Stored data
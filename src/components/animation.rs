use bevy_ecs::prelude::Component;
use serde::{Deserialize, Serialize};

use crate::components::character::{CharacterId, Facing};

/// The three poses every character has.
#[derive(Debug, Clone, Copy, PartialEq, Eq, Default, Serialize, Deserialize)]
#[serde(rename_all = "lowercase")]
pub enum AnimationKind {
    #[default]
    Idle,
    Running,
    Jumping,
}

impl AnimationKind {
    pub fn suffix(self) -> &'static str {
        match self {
            AnimationKind::Idle => "idle",
            AnimationKind::Running => "running",
            AnimationKind::Jumping => "jumping",
        }
    }

    /// Number of frames in the track.
    pub fn frame_count(self) -> usize {
        match self {
            AnimationKind::Running => 4,
            AnimationKind::Idle | AnimationKind::Jumping => 1,
        }
    }

    pub fn fps(self) -> f64 {
        match self {
            AnimationKind::Running => 8.0,
            AnimationKind::Idle | AnimationKind::Jumping => 1.0,
        }
    }
}

/// Animation track currently shown for a character, e.g. `"shadow-running"`.
#[derive(Debug, Clone, Component, PartialEq, Serialize, Deserialize)]
pub struct Animation {
    pub animation_key: String,
    pub kind: AnimationKind,
    pub frame_index: usize,
    pub elapsed_time: f64,
    pub flip_x: bool,
}

impl Animation {
    pub fn new(id: CharacterId) -> Self {
        Self {
            animation_key: Self::key_for(id, AnimationKind::Idle),
            kind: AnimationKind::Idle,
            frame_index: 0,
            elapsed_time: 0.0,
            flip_x: false,
        }
    }

    pub fn key_for(id: CharacterId, kind: AnimationKind) -> String {
        format!("{}-{}", id.name(), kind.suffix())
    }

    /// Switch track. Playback restarts only if the track actually changes.
    pub fn play(&mut self, id: CharacterId, kind: AnimationKind, facing: Facing) {
        self.flip_x = facing == Facing::Left;
        if self.kind == kind {
            return;
        }
        self.kind = kind;
        self.animation_key = Self::key_for(id, kind);
        self.frame_index = 0;
        self.elapsed_time = 0.0;
    }

    /// Advance playback by `dt` seconds. All tracks loop.
    pub fn advance(&mut self, dt: f64) {
        self.elapsed_time += dt;
        let frame_duration = 1.0 / self.kind.fps();
        while self.elapsed_time >= frame_duration {
            self.elapsed_time -= frame_duration;
            self.frame_index = (self.frame_index + 1) % self.kind.frame_count();
        }
    }
}
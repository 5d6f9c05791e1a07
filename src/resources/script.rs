//! Scripted input for headless runs and tests.
//!
//! A script is a JSON array of steps. Each step lasts `frames` ticks; the
//! `hold` actions are down for the whole step and the `press` actions only on
//! its first tick:
//!
//! ```json
//! [
//!   { "frames": 30, "hold": ["right"] },
//!   { "frames": 1, "press": ["switch"] },
//!   { "frames": 60, "hold": ["left"], "press": ["jump"] }
//! ]
//! ```
//!
//! Once the script runs out, nothing is held.

use serde::Deserialize;
use std::path::{Path, PathBuf};
use thiserror::Error;

use crate::resources::input::{Action, HeldActions, InputSource};

#[derive(Debug, Error)]
pub enum ScriptError {
    #[error("failed to read input script {path}: {source}")]
    Io {
        path: PathBuf,
        #[source]
        source: std::io::Error,
    },
    #[error("malformed input script: {0}")]
    Parse(#[from] serde_json::Error),
}

#[derive(Debug, Clone, Deserialize, PartialEq)]
pub struct ScriptStep {
    pub frames: u32,
    #[serde(default)]
    pub hold: Vec<Action>,
    #[serde(default)]
    pub press: Vec<Action>,
}

impl ScriptStep {
    pub fn hold(frames: u32, actions: &[Action]) -> Self {
        Self {
            frames,
            hold: actions.to_vec(),
            press: Vec::new(),
        }
    }

    pub fn press(actions: &[Action]) -> Self {
        Self {
            frames: 1,
            hold: Vec::new(),
            press: actions.to_vec(),
        }
    }

    pub fn idle(frames: u32) -> Self {
        Self::hold(frames, &[])
    }
}

/// [`InputSource`] replaying a pre-expanded list of frames.
#[derive(Debug, Clone, Default)]
pub struct ScriptedInput {
    frames: Vec<HeldActions>,
    /// Index of the current frame; `None` before the first poll.
    cursor: Option<usize>,
}

impl ScriptedInput {
    pub fn from_steps(steps: &[ScriptStep]) -> Self {
        let mut frames = Vec::new();
        for step in steps {
            for i in 0..step.frames {
                let mut held = HeldActions::new();
                for a in &step.hold {
                    held.set(*a, true);
                }
                if i == 0 {
                    for a in &step.press {
                        held.set(*a, true);
                    }
                }
                frames.push(held);
            }
        }
        Self {
            frames,
            cursor: None,
        }
    }

    pub fn from_json(text: &str) -> Result<Self, ScriptError> {
        let steps: Vec<ScriptStep> = serde_json::from_str(text)?;
        Ok(Self::from_steps(&steps))
    }

    pub fn from_file(path: &Path) -> Result<Self, ScriptError> {
        let text = std::fs::read_to_string(path).map_err(|source| ScriptError::Io {
            path: path.to_path_buf(),
            source,
        })?;
        Self::from_json(&text)
    }

    /// Total scripted ticks.
    pub fn len(&self) -> usize {
        self.frames.len()
    }

    pub fn is_empty(&self) -> bool {
        self.frames.is_empty()
    }

    fn current(&self) -> Option<&HeldActions> {
        self.cursor.and_then(|i| self.frames.get(i))
    }
}

impl InputSource for ScriptedInput {
    fn poll(&mut self) {
        self.cursor = Some(self.cursor.map_or(0, |i| i.saturating_add(1)));
    }

    fn is_down(&self, action: Action) -> bool {
        self.current().is_some_and(|h| h.is_down(action))
    }
}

Task to carry out >> Your task is to return each line of the data above that contains the string "None".

Solution to this problem >>
    /// Index of the current frame; `None` before the first poll.
            cursor: None,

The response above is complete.